++++ RECORDS SHOWN

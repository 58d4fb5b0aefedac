//! HTTP implementation of [`BulkApi`]
//!
//! Talks to `{instance}/services/async/{version}/` using the JSON content
//! type and the `X-SFDC-Session` header.

use super::types::{BatchInfo, CreateJobRequest, JobInfo, RemoteFault};
use super::BulkApi;
use crate::auth::Session;
use crate::core::bulk::{JobSpec, Record, RecordResult};
use crate::utils::error::{BulkError, Result};
use crate::utils::net::join_url;
use crate::utils::truncate_string;
use async_trait::async_trait;
use reqwest::{Client, RequestBuilder, StatusCode};
use serde::de::DeserializeOwned;
use serde_json::json;
use tracing::{debug, instrument};

const SESSION_HEADER: &str = "X-SFDC-Session";
const CONTENT_TYPE_JSON: &str = "application/json; charset=UTF-8";

/// Which kind of call failed, for error classification
#[derive(Debug, Clone, Copy, PartialEq, Eq)]
enum CallKind {
    /// Creates or changes something remotely
    Submit,
    /// Reads batch state or results
    Query,
}

/// Bulk client bound to one authenticated session
#[derive(Debug, Clone)]
pub struct ForceBulkClient {
    http: Client,
    session: Session,
    base_url: String,
}

impl ForceBulkClient {
    pub fn new(http: Client, session: Session) -> Self {
        let base_url = join_url(
            &session.instance_url,
            &format!("services/async/{}", session.api_version),
        );
        Self {
            http,
            session,
            base_url,
        }
    }

    /// Base URL of the bulk endpoints
    pub fn base_url(&self) -> &str {
        &self.base_url
    }

    fn url(&self, path: &str) -> String {
        join_url(&self.base_url, path)
    }

    fn authorized(&self, builder: RequestBuilder) -> RequestBuilder {
        builder
            .header(SESSION_HEADER, &self.session.access_token)
            .header(reqwest::header::CONTENT_TYPE, CONTENT_TYPE_JSON)
    }

    async fn execute<T: DeserializeOwned>(
        &self,
        builder: RequestBuilder,
        kind: CallKind,
        context: &str,
    ) -> Result<T> {
        let response = self
            .authorized(builder)
            .send()
            .await
            .map_err(|e| classify_transport_error(e, kind))?;

        let status = response.status();
        let body = response
            .text()
            .await
            .map_err(|e| classify_transport_error(e, kind))?;

        if !status.is_success() {
            return Err(map_error_response(status, &body, kind, context));
        }

        serde_json::from_str(&body).map_err(|e| {
            BulkError::Parsing(format!(
                "{}: {} (body: {})",
                context,
                e,
                truncate_string(&body, 200)
            ))
        })
    }
}

/// Transport failures on reads are retried by the poller; on writes they are surfaced as-is
fn classify_transport_error(error: reqwest::Error, kind: CallKind) -> BulkError {
    if kind == CallKind::Query && (error.is_timeout() || error.is_connect() || error.is_request()) {
        BulkError::TransientQueryFailure(error.to_string())
    } else {
        BulkError::HttpClient(error)
    }
}

/// Map a non-2xx response onto the error taxonomy
fn map_error_response(status: StatusCode, body: &str, kind: CallKind, context: &str) -> BulkError {
    let fault = serde_json::from_str::<RemoteFault>(body).ok();
    let (code, message) = match fault {
        Some(fault) => (fault.exception_code, fault.exception_message),
        None => (
            format!("HTTP_{}", status.as_u16()),
            truncate_string(body, 200),
        ),
    };

    if status == StatusCode::UNAUTHORIZED || code == "InvalidSessionId" {
        return BulkError::AuthenticationFailed(format!("{}: {}", code, message));
    }

    if status.is_server_error() || status == StatusCode::TOO_MANY_REQUESTS {
        return BulkError::TransientQueryFailure(format!(
            "{}: HTTP {} {}: {}",
            context,
            status.as_u16(),
            code,
            message
        ));
    }

    if kind == CallKind::Query
        && (status == StatusCode::NOT_FOUND || code == "InvalidBatch" || code == "InvalidJob")
    {
        return BulkError::BatchNotFound(format!("{}: {}: {}", context, code, message));
    }

    BulkError::RemoteRejected { code, message }
}

#[async_trait]
impl BulkApi for ForceBulkClient {
    #[instrument(skip(self), fields(entity = %spec.entity_type, operation = %spec.operation))]
    async fn create_job(&self, spec: &JobSpec) -> Result<JobInfo> {
        let body = CreateJobRequest {
            operation: spec.operation,
            object: spec.entity_type.clone(),
            content_type: "JSON".to_string(),
            external_id_field_name: spec.external_id_field.clone(),
        };

        let request = self.http.post(self.url("job")).json(&body);
        let info: JobInfo = self.execute(request, CallKind::Submit, "create job").await?;
        debug!(job_id = %info.id, state = ?info.state, "Job created");
        Ok(info)
    }

    #[instrument(skip(self, records), fields(records = records.len()))]
    async fn create_batch(&self, job_id: &str, records: &[Record]) -> Result<BatchInfo> {
        let request = self
            .http
            .post(self.url(&format!("job/{}/batch", job_id)))
            .json(records);
        let info: BatchInfo = self.execute(request, CallKind::Submit, "create batch").await?;
        debug!(batch_id = %info.id, state = %info.state, "Batch created");
        Ok(info)
    }

    async fn get_batch_state(&self, job_id: &str, batch_id: &str) -> Result<BatchInfo> {
        let request = self
            .http
            .get(self.url(&format!("job/{}/batch/{}", job_id, batch_id)));
        self.execute(request, CallKind::Query, "get batch state")
            .await
    }

    async fn get_batch_result(&self, job_id: &str, batch_id: &str) -> Result<Vec<RecordResult>> {
        let request = self
            .http
            .get(self.url(&format!("job/{}/batch/{}/result", job_id, batch_id)));
        self.execute(request, CallKind::Query, "get batch result")
            .await
    }

    #[instrument(skip(self))]
    async fn close_job(&self, job_id: &str) -> Result<JobInfo> {
        let request = self
            .http
            .post(self.url(&format!("job/{}", job_id)))
            .json(&json!({ "state": "Closed" }));
        self.execute(request, CallKind::Submit, "close job").await
    }
}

++++++++

=== WORK REQUIRED ===
Please copy out each line of the material that holds the string "BatchInfo".

=== RESPONSE TO THE EXERCISE ===
use super::types::{BatchInfo, CreateJobRequest, JobInfo, RemoteFault};
    async fn create_batch(&self, job_id: &str, records: &[Record]) -> Result<BatchInfo> {
        let info: BatchInfo = self.execute(request, CallKind::Submit, "create batch").await?;
    async fn get_batch_state(&self, job_id: &str, batch_id: &str) -> Result<BatchInfo> {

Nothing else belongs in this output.